Trinity University has adopted a new curriculum, known as Pathways, marking the first wholesale curricular revision in more than 25 years. Developed and honed over a nearly four-year period, Pathways seeks to provide a more conscious and intentional focus on the skillsets today’s students need and to offer a more interdisciplinary learning experience.
Pathways is comprised of six curricular requirements: the first-year experience, approaches to creation and analysis, the core capacities, the interdisciplinary cluster, the major, and fitness education. Three optional elements – experiential learning, a minor, and a second major – can complement the six core components.
Implementation of Pathways will begin in Fall 2015 with the class of 2019. First-years coming to Trinity in August will participate in the new first-year experience, a six-hour course that focuses on a topic of extensive and lasting significance. Students can choose from the 12 offered topics ranging from “Food Matters” to “A Successful Life” to “A Warming World.” Each first-year experience topic was crafted by at least six Trinity faculty, and all incoming students will take their first-year experience in the fall semester.

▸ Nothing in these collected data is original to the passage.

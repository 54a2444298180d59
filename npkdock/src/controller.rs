//! The sidebar docking state machine.
//!
//! A fixed-cadence tick reads the cursor and window bounds and drives the
//! show/hide lifecycle: trigger-band detection with a debounced show
//! delay, a cooldown against immediate re-triggers, fixed-step slide
//! animations, and a hide guard for edges another monitor continues past.
//! Pinning freezes the machine in the visible state.

use std::time::{Duration, Instant};

use tracing::debug;

use npkutils::{Cooldown, DelayGate};

use crate::events::PinStateBus;
use crate::geometry::{Rect, approx_eq, docked_bounds, hidden_x, nearest_side};
use crate::window::{DockWindow, MonitorLayout};
use crate::{DockPhase, DockSide};

/// Docking timing and geometry knobs.
#[derive(Debug, Clone)]
pub struct DockTuning {
    pub tick: Duration,
    /// Width of the edge band that triggers a show, in pixels.
    pub trigger_band_px: i32,
    pub show_delay: Duration,
    pub hide_delay: Duration,
    pub show_cooldown: Duration,
    pub animation: Duration,
    /// Sidebar width = work area width / this.
    pub width_fraction: i32,
    /// Pixels left visible when hidden.
    pub hide_reveal_px: i32,
    pub snap_tolerance_px: i32,
}

impl Default for DockTuning {
    fn default() -> Self {
        Self {
            tick: Duration::from_millis(50),
            trigger_band_px: 3,
            show_delay: Duration::from_millis(200),
            hide_delay: Duration::from_millis(400),
            show_cooldown: Duration::from_millis(500),
            animation: Duration::from_millis(250),
            width_fraction: 5,
            hide_reveal_px: 2,
            snap_tolerance_px: 8,
        }
    }
}

impl DockTuning {
    pub fn from_config() -> Self {
        let config = npkconfig::get_config();
        Self {
            tick: Duration::from_millis(config.get_dock_tick_ms()),
            trigger_band_px: config.get_dock_trigger_band_px() as i32,
            show_delay: Duration::from_millis(config.get_dock_show_delay_ms()),
            hide_delay: Duration::from_millis(config.get_dock_hide_delay_ms()),
            show_cooldown: Duration::from_millis(config.get_dock_show_cooldown_ms()),
            animation: Duration::from_millis(config.get_dock_animation_ms()),
            width_fraction: config.get_dock_width_fraction() as i32,
            hide_reveal_px: config.get_dock_hide_reveal_px() as i32,
            snap_tolerance_px: config.get_dock_snap_tolerance_px() as i32,
        }
    }
}

/// Fixed-step linear slide toward a target x.
#[derive(Debug, Clone)]
struct Animation {
    target_x: i32,
    step_px: i32,
}

impl Animation {
    fn new(from_x: i32, target_x: i32, tuning: &DockTuning) -> Self {
        let ticks = (tuning.animation.as_millis() / tuning.tick.as_millis().max(1)).max(1) as i32;
        let step_px = ((target_x - from_x).abs() / ticks).max(1);
        Self { target_x, step_px }
    }

    fn step_from(&self, x: i32) -> i32 {
        let distance = self.target_x - x;
        if distance.abs() <= self.step_px {
            self.target_x
        } else {
            x + self.step_px * distance.signum()
        }
    }
}

pub struct DockController<W: DockWindow, M: MonitorLayout> {
    window: W,
    monitors: M,
    side: DockSide,
    phase: DockPhase,
    pinned: bool,
    show_gate: DelayGate,
    hide_gate: DelayGate,
    show_cooldown: Cooldown,
    animation: Option<Animation>,
    pin_bus: PinStateBus,
    tuning: DockTuning,
}

impl<W: DockWindow, M: MonitorLayout> DockController<W, M> {
    /// The sidebar starts pinned and visible, docked where the shell
    /// created it.
    pub fn new(window: W, monitors: M, tuning: DockTuning) -> Self {
        Self {
            window,
            monitors,
            side: DockSide::Left,
            phase: DockPhase::Visible,
            pinned: true,
            show_gate: DelayGate::new(),
            hide_gate: DelayGate::new(),
            show_cooldown: Cooldown::new(),
            animation: None,
            pin_bus: PinStateBus::new(),
            tuning,
        }
    }

    pub fn phase(&self) -> DockPhase {
        self.phase
    }

    pub fn side(&self) -> DockSide {
        self.side
    }

    pub fn is_pinned(&self) -> bool {
        self.pinned
    }

    pub fn tick_interval(&self) -> Duration {
        self.tuning.tick
    }

    pub fn subscribe_pin_state(&self) -> crossbeam_channel::Receiver<bool> {
        self.pin_bus.subscribe()
    }

    /// One poll step. Call on a fixed cadence with the current instant.
    pub fn tick(&mut self, now: Instant) {
        if self.window.is_destroyed() {
            // The window is gone; drop pending timers instead of acting on
            // a dead resource.
            self.cancel_pending();
            return;
        }

        let bounds = self.window.bounds();
        let work = self.monitors.work_area_for(&bounds);
        let cursor = self.monitors.cursor_position();

        match self.phase {
            DockPhase::Hidden => {
                if self.pinned {
                    return;
                }
                if self.in_trigger_band(&work, cursor.x, cursor.y) {
                    if !self.show_gate.is_armed() && !self.show_cooldown.active(now) {
                        self.show_gate.arm(now, self.tuning.show_delay);
                    }
                } else {
                    // Left the band before the delay elapsed: no show.
                    self.show_gate.cancel();
                }
                if self.show_gate.fire(now) && !self.show_cooldown.active(now) {
                    self.begin_show(now, &work);
                }
            }
            DockPhase::Showing | DockPhase::Hiding => self.advance_animation(),
            DockPhase::Visible => {
                if self.pinned {
                    return;
                }
                let over_window = bounds.contains(cursor);
                let in_band = self.in_trigger_band(&work, cursor.x, cursor.y);
                if over_window || in_band {
                    self.hide_gate.cancel();
                } else if !self.hide_gate.is_armed() {
                    self.hide_gate.arm(now, self.tuning.hide_delay);
                }
                if self.hide_gate.fire(now) {
                    self.begin_hide(&work);
                }
            }
        }
    }

    /// Pin or unpin the sidebar.
    ///
    /// Pinning cancels all pending show/hide work and parks the window at
    /// its docked bounds. Unpinning snaps to the nearest edge and hands
    /// control back to the auto-hide logic.
    pub fn set_pinned(&mut self, pinned: bool) {
        if self.window.is_destroyed() {
            return;
        }
        self.cancel_pending();

        let bounds = self.window.bounds();
        let work = self.monitors.work_area_for(&bounds);

        if !pinned {
            self.side = nearest_side(&work, &bounds);
        }
        self.pinned = pinned;
        self.phase = DockPhase::Visible;
        let width = self.target_width(&work);
        self.window.set_bounds(docked_bounds(&work, self.side, width));
        self.window.show();
        self.window.set_mouse_interaction(true);

        self.pin_bus.broadcast(pinned);
    }

    /// Cycle the window between the left and right docked positions.
    ///
    /// Which side it currently sits on is decided by tolerance comparison
    /// against the expected docked bounds; when neither matches, the
    /// nearest side by center distance wins.
    pub fn snap(&mut self) {
        if self.window.is_destroyed() {
            return;
        }
        let bounds = self.window.bounds();
        let work = self.monitors.work_area_for(&bounds);
        let width = self.target_width(&work);
        let tolerance = self.tuning.snap_tolerance_px;

        let left = docked_bounds(&work, DockSide::Left, width);
        let right = docked_bounds(&work, DockSide::Right, width);

        let snapped_left =
            approx_eq(bounds.x, left.x, tolerance) && approx_eq(bounds.width, width, tolerance);
        let snapped_right =
            approx_eq(bounds.x, right.x, tolerance) && approx_eq(bounds.width, width, tolerance);

        self.side = if snapped_left {
            DockSide::Right
        } else if snapped_right {
            DockSide::Left
        } else {
            nearest_side(&work, &bounds)
        };

        self.cancel_pending();
        self.phase = DockPhase::Visible;
        self.window.set_bounds(docked_bounds(&work, self.side, width));
        self.window.show();
    }

    fn cancel_pending(&mut self) {
        self.show_gate.cancel();
        self.hide_gate.cancel();
        self.animation = None;
    }

    fn target_width(&self, work: &Rect) -> i32 {
        work.width / self.tuning.width_fraction.max(1)
    }

    fn in_trigger_band(&self, work: &Rect, x: i32, y: i32) -> bool {
        if y < work.y || y >= work.bottom() {
            return false;
        }
        let offset = match self.side {
            DockSide::Left => x - work.x,
            DockSide::Right => work.right() - 1 - x,
        };
        (0..=self.tuning.trigger_band_px).contains(&offset)
    }

    fn begin_show(&mut self, now: Instant, work: &Rect) {
        self.show_cooldown.start(now, self.tuning.show_cooldown);

        let width = self.target_width(work);
        let docked = docked_bounds(work, self.side, width);
        let start_x = hidden_x(work, self.side, width, self.tuning.hide_reveal_px);

        self.window.set_bounds(Rect { x: start_x, ..docked });
        self.window.show();
        // Interactive before the slide starts, not after it lands.
        self.window.set_mouse_interaction(true);

        self.animation = Some(Animation::new(start_x, docked.x, &self.tuning));
        self.phase = DockPhase::Showing;
        debug!(side = ?self.side, "sidebar showing");
    }

    fn begin_hide(&mut self, work: &Rect) {
        // A monitor continuing past this edge means "hiding" would slide
        // the sidebar onto the neighboring screen. Stay visible.
        if self.monitors.has_adjacent_monitor(work, self.side) {
            debug!(side = ?self.side, "hide refused, adjacent monitor shares this edge");
            return;
        }

        self.window.set_mouse_interaction(false);

        let bounds = self.window.bounds();
        let target = hidden_x(work, self.side, bounds.width, self.tuning.hide_reveal_px);
        self.animation = Some(Animation::new(bounds.x, target, &self.tuning));
        self.phase = DockPhase::Hiding;
        debug!(side = ?self.side, "sidebar hiding");
    }

    fn advance_animation(&mut self) {
        let Some(animation) = self.animation.clone() else {
            // No slide in flight: settle the phase directly.
            self.phase = match self.phase {
                DockPhase::Showing => DockPhase::Visible,
                _ => DockPhase::Hidden,
            };
            return;
        };

        let mut bounds = self.window.bounds();
        bounds.x = animation.step_from(bounds.x);
        let arrived = bounds.x == animation.target_x;
        self.window.set_bounds(bounds);

        if arrived {
            self.animation = None;
            match self.phase {
                DockPhase::Showing => self.phase = DockPhase::Visible,
                DockPhase::Hiding => {
                    self.window.hide();
                    self.phase = DockPhase::Hidden;
                }
                _ => {}
            }
        }
    }
}

#[cfg(test)]
mod tests {
    use super::*;

    #[test]
    fn test_animation_fixed_steps_reach_target() {
        let tuning = DockTuning::default();
        let animation = Animation::new(-382, 0, &tuning);

        let mut x = -382;
        let mut steps = 0;
        while x != 0 {
            x = animation.step_from(x);
            steps += 1;
            assert!(steps < 100, "animation never arrives");
        }
        // ~250ms at 50ms ticks → 5 steps
        assert_eq!(steps, 5);
    }

    #[test]
    fn test_animation_zero_distance_arrives_immediately() {
        let tuning = DockTuning::default();
        let animation = Animation::new(10, 10, &tuning);
        assert_eq!(animation.step_from(10), 10);
    }
}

Geosciences professor Glenn Kroeger, chairman of the University Curriculum Council (UCC), believes that the first-year experience will greatly reduce the number of students being pigeonholed into seminars they do not like or are not interested in. “Now the topics are big and broad, and they are all very interesting,” Kroeger says.
Duane Coltharp, associate vice president for academic affairs and English professor, says that the first-year experience will improve a first-year’s transition to college. “When you show up in August for your first semester, you are still figuring out what college is like,” Coltharp says. “With six hours already filled up, you are going to have to choose some courses, but some of that choice is taken off of your shoulders.”
Kroeger also believes that the first-year experience will create a common shared experience among new Tigers, who will all be taking their chosen topic in the same semester.
“Everybody is doing it at the same time, so it becomes more of a community experience rather than an individual experience,” Kroeger says. “It generates a buzz that’s bonding in many ways.”
Under the core capacities, students will embed skills such as digital literacy and written, oral, and visual communication into their coursework. An engaged citizenship component will prepare students for the global world that they will enter upon graduation.
Lisa Jasinski, special projects coordinator for the Trinity Tomorrow strategic plan, says the core capacities will bring together skills instruction and content, giving students a “richer” experience.
“If you are just trying to learn [these skills] in a sterile environment, they are not going to feel as relevant as if you embed that in actual, authentic research,” Jasinski says.
With the approaches to creation and analysis, students will explore different methods of artistic and creative expression, refine their quantitative reasoning skills, explore the social, behavioral, and natural sciences, and delve into the humanities.
Kroeger says that Pathways aligns more closely with the University’s goals because the curriculum is written “in terms that students can understand why they would be required to do something.”
“The new curriculum is focused around skills you should be able to do,” Kroeger says.
Moving forward, Kroeger hopes Pathways will change the language used on campus in regard to courses that do not directly pertain to a student’s major. While he says the major is a crucial part of a student’s experience, he encourages students to treat their general education curriculum as a vital learning opportunity.
The interdisciplinary cluster calls students to explore “a complex subject of enduring or contemporary significance” by completing three courses from three distinct disciplines. The cluster gives students the option to select a pre-made cluster developed by faculty or to self-create their own where they see an affinity and a connection among a group of courses.
Coltharp says that Pathways has created a conversation for which faculty members from across disciplines have hungered. He notes the curriculum will enhance not only the academic lives of students but of professors as well.
“I think that you can look at the Pathways curriculum as an indication that Trinity is determined to stay relevant,” Coltharp says. “That’s a good thing for everybody, regardless of when you went to Trinity.”
Jasinski calls the adoption of Pathways “a very natural and healthy act of institutional renewal.” She believes Pathways will foster more experiential learning opportunities, more productive collisions across disciplines, and will expand a student’s international awareness.
Come fall, as students experience Pathways for the first time, the same values that have made Trinity one of the leading liberal arts and sciences institutions will endure, and they will carry Trinity to new levels of discovery in the years ahead.